Top of Extracted material

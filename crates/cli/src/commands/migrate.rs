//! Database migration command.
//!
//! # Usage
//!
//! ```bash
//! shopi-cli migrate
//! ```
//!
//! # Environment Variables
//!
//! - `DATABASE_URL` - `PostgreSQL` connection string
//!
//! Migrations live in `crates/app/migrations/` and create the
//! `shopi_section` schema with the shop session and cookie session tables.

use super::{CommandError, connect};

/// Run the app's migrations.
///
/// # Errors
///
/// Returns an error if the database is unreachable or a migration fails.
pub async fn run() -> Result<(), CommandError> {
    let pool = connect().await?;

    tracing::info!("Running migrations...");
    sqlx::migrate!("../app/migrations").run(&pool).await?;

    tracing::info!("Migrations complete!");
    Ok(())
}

Bottom of Extracted material
Top of Extracted material

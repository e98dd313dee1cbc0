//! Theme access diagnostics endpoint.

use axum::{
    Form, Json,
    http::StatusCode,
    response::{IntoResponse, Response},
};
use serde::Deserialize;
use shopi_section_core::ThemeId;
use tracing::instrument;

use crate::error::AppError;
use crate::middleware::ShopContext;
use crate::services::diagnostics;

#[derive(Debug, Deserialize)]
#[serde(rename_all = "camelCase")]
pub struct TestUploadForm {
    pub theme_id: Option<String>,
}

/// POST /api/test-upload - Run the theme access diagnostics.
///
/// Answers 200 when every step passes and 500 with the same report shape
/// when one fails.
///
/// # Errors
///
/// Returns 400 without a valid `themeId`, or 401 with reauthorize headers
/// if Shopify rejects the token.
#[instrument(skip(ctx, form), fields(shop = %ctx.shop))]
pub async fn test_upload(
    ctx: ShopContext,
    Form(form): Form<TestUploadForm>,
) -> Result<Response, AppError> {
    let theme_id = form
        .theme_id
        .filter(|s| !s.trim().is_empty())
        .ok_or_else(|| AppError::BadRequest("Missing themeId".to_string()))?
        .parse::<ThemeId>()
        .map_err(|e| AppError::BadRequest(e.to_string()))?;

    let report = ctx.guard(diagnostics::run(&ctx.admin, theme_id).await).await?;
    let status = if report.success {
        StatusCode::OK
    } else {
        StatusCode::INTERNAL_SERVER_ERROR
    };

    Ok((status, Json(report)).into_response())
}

Bottom of Extracted material

Work to complete:
In the entries above, how many lines contain the word "Returns"? Provide the number alone.

Answer for this exercise:
2